Back in the Good Old Days police didn't get involved in Gastown. Where Westbanks's new Blood Alley housing has just been developed were three saloons with a rough reputation. They backed onto a privately owned alley, and the first time the Blood Alley name was used for it was in 1964 when a reporter on The Province reported the third murder in two years in the alley.
Not according to this website: https://forbiddenvancouver.ca/blog/history-deviant-alleys-vancouver/

"The name “Trounce Alley” didn’t have the allure they were looking for, so they began calling it Blood Alley and introduced myths that the name derived from blood flowing from slaughterhouses in the alley. Alternatively, some claimed that hangings once took place there and inspired the name. Neither story is true (hangings all took place in New Westminster and there were no abattoirs).

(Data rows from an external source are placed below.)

use std::time::Duration;

use argon2::{password_hash::SaltString, Argon2, PasswordHash, PasswordHasher, PasswordVerifier};
use axum::{
    async_trait,
    extract::{FromRef, FromRequestParts},
    http::{header::AUTHORIZATION, request::Parts},
};
use jsonwebtoken::{decode, encode, DecodingKey, EncodingKey, Header, Validation};
use lazy_static::lazy_static;
use rand::rngs::OsRng;
use regex::Regex;
use time::{Duration as TimeDuration, OffsetDateTime};
use tracing::{debug, error, warn};
use uuid::Uuid;

pub(crate) use crate::auth::dto::{Claims, JwtKeys, TokenKind};
use crate::{config::JwtConfig, error::AppError, state::AppState};

pub(crate) fn is_valid_email(email: &str) -> bool {
    lazy_static! {
        static ref EMAIL_RE: Regex =
            Regex::new(r"^[^@\s]+@[^@\s]+\.[^@\s]+$").expect("email regex compiles");
    }
    EMAIL_RE.is_match(email)
}

pub fn hash_password(plain: &str) -> anyhow::Result<String> {
    let salt = SaltString::generate(&mut OsRng);
    let hash = Argon2::default()
        .hash_password(plain.as_bytes(), &salt)
        .map_err(|e| {
            error!(error = %e, "argon2 hash_password error");
            anyhow::anyhow!(e.to_string())
        })?
        .to_string();
    Ok(hash)
}

pub fn verify_password(plain: &str, hash: &str) -> anyhow::Result<bool> {
    let parsed = PasswordHash::new(hash).map_err(|e| {
        error!(error = %e, "argon2 parse hash error");
        anyhow::anyhow!(e.to_string())
    })?;
    Ok(Argon2::default()
        .verify_password(plain.as_bytes(), &parsed)
        .is_ok())
}

impl From<&JwtConfig> for JwtKeys {
    fn from(cfg: &JwtConfig) -> Self {
        Self {
            encoding: EncodingKey::from_secret(cfg.secret.as_bytes()),
            decoding: DecodingKey::from_secret(cfg.secret.as_bytes()),
            issuer: cfg.issuer.clone(),
            audience: cfg.audience.clone(),
            access_ttl: Duration::from_secs(cfg.ttl_minutes.max(0) as u64 * 60),
            refresh_ttl: Duration::from_secs(cfg.refresh_ttl_minutes.max(0) as u64 * 60),
        }
    }
}

impl FromRef<AppState> for JwtKeys {
    fn from_ref(state: &AppState) -> Self {
        JwtKeys::from(&state.config.jwt)
    }
}

impl JwtKeys {
    fn sign_with_kind(&self, user_id: Uuid, kind: TokenKind) -> anyhow::Result<String> {
        let now = OffsetDateTime::now_utc();
        let ttl = match kind {
            TokenKind::Access => self.access_ttl,
            TokenKind::Refresh => self.refresh_ttl,
        };
        let exp = now + TimeDuration::seconds(ttl.as_secs() as i64);
        let claims = Claims {
            sub: user_id,
            iat: now.unix_timestamp() as usize,
            exp: exp.unix_timestamp() as usize,
            iss: self.issuer.clone(),
            aud: self.audience.clone(),
            kind,
        };
        let token = encode(&Header::default(), &claims, &self.encoding)?;
        debug!(%user_id, ?kind, "jwt signed");
        Ok(token)
    }

    pub fn sign_access(&self, user_id: Uuid) -> anyhow::Result<String> {
        self.sign_with_kind(user_id, TokenKind::Access)
    }

    pub fn sign_refresh(&self, user_id: Uuid) -> anyhow::Result<String> {
        self.sign_with_kind(user_id, TokenKind::Refresh)
    }

    /// Access and refresh token for the same user.
    pub fn sign_pair(&self, user_id: Uuid) -> Result<(String, String), AppError> {
        let access = self.sign_access(user_id).map_err(AppError::Internal)?;
        let refresh = self.sign_refresh(user_id).map_err(AppError::Internal)?;
        Ok((access, refresh))
    }

    pub fn verify(&self, token: &str) -> anyhow::Result<Claims> {
        let mut validation = Validation::default();
        validation.set_audience(std::slice::from_ref(&self.audience));
        validation.set_issuer(std::slice::from_ref(&self.issuer));
        let data = decode::<Claims>(token, &self.decoding, &validation)?;
        debug!(user_id = %data.claims.sub, kind = ?data.claims.kind, "jwt verified");
        Ok(data.claims)
    }

    pub fn verify_refresh(&self, token: &str) -> anyhow::Result<Claims> {
        let claims = self.verify(token)?;
        if claims.kind != TokenKind::Refresh {
            anyhow::bail!("not a refresh token");
        }
        Ok(claims)
    }
}

/// The authenticated caller. Every scan, pipeline and profile route takes one.
#[derive(Debug, Clone, Copy)]
pub struct AuthUser(pub Uuid);

#[async_trait]
impl<S> FromRequestParts<S> for AuthUser
where
    S: Send + Sync,
    JwtKeys: FromRef<S>,
{
    type Rejection = AppError;

    async fn from_request_parts(parts: &mut Parts, state: &S) -> Result<Self, Self::Rejection> {
        let header = parts
            .headers
            .get(AUTHORIZATION)
            .and_then(|v| v.to_str().ok())
            .ok_or_else(|| AppError::Authorization("Missing Authorization header".into()))?;

        let token = header
            .strip_prefix("Bearer ")
            .ok_or_else(|| AppError::Authorization("Invalid Authorization header".into()))?;

        let claims = JwtKeys::from_ref(state).verify(token).map_err(|e| {
            warn!(error = %e, "invalid or expired token");
            AppError::Authorization("Invalid or expired token".into())
        })?;

        if claims.kind != TokenKind::Access {
            return Err(AppError::Authorization("Access token required".into()));
        }

        Ok(AuthUser(claims.sub))
    }
}
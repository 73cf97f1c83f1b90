//! Field-level edits of a draft under review.

use serde::Deserialize;

use crate::{
    error::AppError,
    scans::model::{NutritionField, ScanDraft},
};

/// One field of one detected menu item, as sent by the client:
/// `{"field": "estimasi_gram", "value": 120}`.
#[derive(Debug, Clone, PartialEq, Deserialize)]
#[serde(tag = "field", content = "value")]
pub enum MenuItemEdit {
    #[serde(rename = "nama_menu")]
    Name(String),
    #[serde(rename = "estimasi_gram")]
    EstimatedGrams(f64),
    #[serde(rename = "deskripsi")]
    Description(String),
    #[serde(rename = "proses_pengolahan")]
    PreparationNote(String),
}

#[derive(Debug, Clone, Copy, Deserialize)]
pub struct NutritionItemEdit {
    pub field: NutritionField,
    pub value: f64,
}

fn check_amount(field: &str, value: f64) -> Result<(), AppError> {
    if !value.is_finite() || value < 0.0 {
        return Err(AppError::Validation(format!(
            "{} must be a non-negative number",
            field
        )));
    }
    Ok(())
}

impl ScanDraft {
    /// Replaces one field of one menu item. Returns `false` (and changes nothing)
    /// when `index` is out of bounds.
    pub fn update_menu_item(&mut self, index: usize, edit: MenuItemEdit) -> Result<bool, AppError> {
        if let MenuItemEdit::EstimatedGrams(g) = edit {
            check_amount("estimasi_gram", g)?;
        }
        let Some(item) = self.menu_items.get_mut(index) else {
            return Ok(false);
        };
        match edit {
            MenuItemEdit::Name(v) => item.name = v,
            MenuItemEdit::EstimatedGrams(v) => item.estimated_grams = v,
            MenuItemEdit::Description(v) => item.description = v,
            MenuItemEdit::PreparationNote(v) => item.preparation_note = v,
        }
        Ok(true)
    }

    /// Replaces one numeric field of one nutrition item; the summary is recomputed
    /// immediately.
    pub fn update_nutrition_item(
        &mut self,
        index: usize,
        field: NutritionField,
        value: f64,
    ) -> Result<bool, AppError> {
        check_amount("value", value)?;
        Ok(self.nutrition_facts.set_item_field(index, field, value))
    }

    /// The payload handed to the save step.
    pub fn confirm(&self) -> ScanDraft {
        self.clone()
    }
}

#[cfg(test)]
mod tests {
    use super::*;
    use crate::scans::fixtures::{draft, nutrition_item};
    use crate::scans::model::{Nutrient, NutritionFacts};
    use proptest::prelude::*;
    use serde_json::json;

    fn two_item_draft() -> ScanDraft {
        let mut d = draft(&["Nasi", "Telur"]);
        d.nutrition_facts =
            NutritionFacts::from_items(vec![nutrition_item("rice", 100.0), nutrition_item("egg", 250.0)]);
        d
    }

    #[test]
    fn calorie_edit_updates_total() {
        let mut d = two_item_draft();
        assert!(d
            .update_nutrition_item(0, NutritionField::CaloriesKcal, 150.0)
            .unwrap());
        assert_eq!(d.nutrition_facts.summary().calories_kcal, 400.0);
    }

    #[test]
    fn menu_item_edits() {
        let mut d = two_item_draft();
        let edit: MenuItemEdit =
            serde_json::from_value(json!({"field": "estimasi_gram", "value": 80})).unwrap();
        assert!(d.update_menu_item(1, edit).unwrap());
        assert_eq!(d.menu_items[1].estimated_grams, 80.0);

        let edit: MenuItemEdit =
            serde_json::from_value(json!({"field": "nama_menu", "value": "Telur Dadar"})).unwrap();
        assert!(d.update_menu_item(1, edit).unwrap());
        assert_eq!(d.menu_items[1].name, "Telur Dadar");
    }

    #[test]
    fn out_of_bounds_edits_are_noops() {
        let mut d = two_item_draft();
        let before = d.clone();
        assert!(!d.update_menu_item(5, MenuItemEdit::Name("x".into())).unwrap());
        assert!(!d.update_nutrition_item(5, NutritionField::FatG, 1.0).unwrap());
        assert_eq!(d, before);
    }

    #[test]
    fn negative_values_rejected() {
        let mut d = two_item_draft();
        let before = d.clone();
        assert!(matches!(
            d.update_menu_item(0, MenuItemEdit::EstimatedGrams(-1.0)),
            Err(AppError::Validation(_))
        ));
        assert!(d
            .update_nutrition_item(0, NutritionField::SodiumMg, f64::NAN)
            .is_err());
        assert_eq!(d, before);
    }

    #[test]
    fn confirm_returns_draft_unchanged() {
        let d = two_item_draft();
        assert_eq!(d.confirm(), d);
    }

    fn field() -> impl Strategy<Value = NutritionField> {
        prop_oneof![
            Just(NutritionField::Grams),
            Just(NutritionField::CaloriesKcal),
            Just(NutritionField::ProteinG),
            Just(NutritionField::FatG),
            Just(NutritionField::CarbsG),
            Just(NutritionField::SodiumMg),
            Just(NutritionField::FiberG),
        ]
    }

    proptest! {
        #[test]
        fn summary_always_equals_item_sum(
            edits in prop::collection::vec((0usize..4, field(), 0.0f64..5000.0), 1..40)
        ) {
            let mut d = two_item_draft();
            for (index, field, value) in edits {
                d.update_nutrition_item(index, field, value).unwrap();
                let facts = &d.nutrition_facts;
                for n in Nutrient::ALL {
                    let expected = facts
                        .items()
                        .iter()
                        .fold(0.0, |acc, item| acc + item.values.get(n));
                    prop_assert_eq!(facts.summary().get(n), expected);
                }
            }
        }
    }
}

Blood Alley in New York City, about a month into demolition to make way for the United Nations Building. Project on International and United Nations History, University of Cambridge.
Blood Alley in New York City, 1946, about a month into demolition to make way for the United Nations Building. Photo from the Project on International and United Nations History, University of Cambridge.

There was a Blood Alley lined with abattoirs in New York City that was demolished in the 1940s for the UN Building. Another street in New York’s Chinatown called Doyers was variously nicknamed “Murder Alley,” “Blood Alley,” or the “Bloody Angle” due to the large number of murders that took place there during Tong Wars in the 1920s. It’s likely that Gastown’s mythmakers took their cue from the Big Apple, or possibly a John Wayne film called “Blood Alley.”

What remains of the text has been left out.